The TWIV panelists interviewed the authors of an editorial
"COVID-19: All the wrong moves in all the wrong places". A lot was covered. The parts I found most interesting were:
  • They suggest there is a disconnect between MD's specializing in infectious disease (ID) and those specializing in critical care and trauma (intensivists). ID gets the most attention in the news media (emphasizing the cytokine storm aspect, I think). The authors like the idea of having a national institue of critical care and trauma similar to the NIAID. The needs are different.
  • They remark that people generally don't die directly from the virus. (provocative sounding) Given support and time most people's immune systems will defeat the virus. (Long haulers wonder what the heck is going on, of course.) As they see it people are dying from organ failure. (The virus causes trauma, perhaps is one way of looking at it.) As intensivists, their job is to support patients during organ failure long enough that they are able to mount a defense against the virus and resume (more or less) normal organ function.

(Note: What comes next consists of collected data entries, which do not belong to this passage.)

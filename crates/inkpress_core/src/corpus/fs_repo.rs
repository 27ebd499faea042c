//! Filesystem-backed post repository.
//!
//! # Responsibility
//! - Walk the content directory and load every markdown document.
//! - Derive stable slugs from file stems.
//!
//! # Invariants
//! - Only `*.md` files are considered; everything else is ignored.
//! - Scan order never leaks into results: listings re-sort by date/slug.

use super::{normalize_post_limit, CorpusError, CorpusResult, PostListQuery, PostRepository};
use crate::frontmatter;
use crate::model::post::{slug_from_stem, Post};
use log::{debug, info, warn};
use std::collections::BTreeSet;
use std::fs;
use std::path::{Path, PathBuf};
use std::time::Instant;
use walkdir::WalkDir;

/// Repository reading posts directly from a content directory.
pub struct FsPostRepository {
    content_dir: PathBuf,
}

impl FsPostRepository {
    /// Creates a repository rooted at the given content directory.
    pub fn new(content_dir: impl Into<PathBuf>) -> Self {
        Self {
            content_dir: content_dir.into(),
        }
    }

    /// Returns the content root this repository scans.
    pub fn content_dir(&self) -> &Path {
        &self.content_dir
    }

    /// Loads every post in the corpus, drafts included.
    ///
    /// Results are sorted `date DESC, slug ASC`. Duplicate slugs fail the
    /// whole scan so that a published build can never pick one arbitrarily.
    ///
    /// # Side effects
    /// - Emits `corpus_scan` logging events with counts and duration.
    pub fn scan(&self) -> CorpusResult<Vec<Post>> {
        let started_at = Instant::now();
        info!(
            "event=corpus_scan module=corpus status=start content_dir={}",
            self.content_dir.display()
        );

        let mut posts: Vec<Post> = Vec::new();
        for entry in WalkDir::new(&self.content_dir)
            .sort_by_file_name()
            .into_iter()
        {
            let entry = entry.map_err(|err| {
                let path = err
                    .path()
                    .map(Path::to_path_buf)
                    .unwrap_or_else(|| self.content_dir.clone());
                let source = err
                    .into_io_error()
                    .unwrap_or_else(|| std::io::Error::other("walk error"));
                CorpusError::Io { path, source }
            })?;

            if !entry.file_type().is_file() {
                continue;
            }
            let path = entry.path();
            if path.extension().and_then(|ext| ext.to_str()) != Some("md") {
                debug!(
                    "event=corpus_scan module=corpus status=skip reason=not_markdown path={}",
                    path.display()
                );
                continue;
            }

            let post = load_post_file(path)?;
            if let Some(existing) = posts.iter().find(|candidate| candidate.slug == post.slug) {
                warn!(
                    "event=corpus_scan module=corpus status=error error_code=duplicate_slug slug={}",
                    post.slug
                );
                return Err(CorpusError::DuplicateSlug {
                    slug: post.slug.clone(),
                    first: existing.source_path.clone(),
                    second: post.source_path,
                });
            }
            posts.push(post);
        }

        sort_chronological(&mut posts);

        info!(
            "event=corpus_scan module=corpus status=ok posts={} duration_ms={}",
            posts.len(),
            started_at.elapsed().as_millis()
        );
        Ok(posts)
    }
}

impl PostRepository for FsPostRepository {
    fn get_post(&self, slug: &str, include_drafts: bool) -> CorpusResult<Option<Post>> {
        let posts = self.scan()?;
        Ok(posts
            .into_iter()
            .find(|post| post.slug == slug && (include_drafts || post.is_published())))
    }

    fn list_posts(&self, query: &PostListQuery) -> CorpusResult<Vec<Post>> {
        let posts = self.scan()?;
        let limit = normalize_post_limit(query.limit) as usize;
        let offset = query.offset as usize;

        Ok(posts
            .into_iter()
            .filter(|post| query.include_drafts || post.is_published())
            .filter(|post| match &query.tag {
                Some(tag) => post.meta.tags.iter().any(|candidate| candidate == tag),
                None => true,
            })
            .skip(offset)
            .take(limit)
            .collect())
    }

    fn list_tags(&self) -> CorpusResult<Vec<String>> {
        let posts = self.scan()?;
        let tags: BTreeSet<String> = posts
            .into_iter()
            .filter(Post::is_published)
            .flat_map(|post| post.meta.tags)
            .collect();
        Ok(tags.into_iter().collect())
    }
}

/// Loads and validates a single post file.
fn load_post_file(path: &Path) -> CorpusResult<Post> {
    let content = fs::read_to_string(path).map_err(|source| CorpusError::Io {
        path: path.to_path_buf(),
        source,
    })?;

    let (meta, body) = frontmatter::parse(&content).map_err(|source| CorpusError::FrontMatter {
        path: path.to_path_buf(),
        source,
    })?;

    let stem = path
        .file_stem()
        .and_then(|stem| stem.to_str())
        .unwrap_or_default();
    let post = Post::new(slug_from_stem(stem), path.to_path_buf(), meta, body);
    post.validate()?;
    Ok(post)
}

/// Sorts posts newest-first with slug as the deterministic tiebreak.
pub(crate) fn sort_chronological(posts: &mut [Post]) {
    posts.sort_by(|a, b| {
        b.meta
            .date
            .cmp(&a.meta.date)
            .then_with(|| a.slug.cmp(&b.slug))
    });
}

  • They see COVID-19 more in terms of being a disease of the endothelium. Link. They are interested in blood clots, micro-thrombi in particular. (Seheult posted a series of videos on MedCram starting in April on this issue. He also is an intensivist.)
(It is interesting to contrast what these intensivists say with what Daniel Griffin says. Griffin specializes in ID and during the pandemic has been leading off each TWIV episode with news from his practice.. Griffin and others like to divide the disease up into stages. I think in August [or September] he decided to add a blood clot stage to his spiel. Previously he was stopping with cytokine storm.)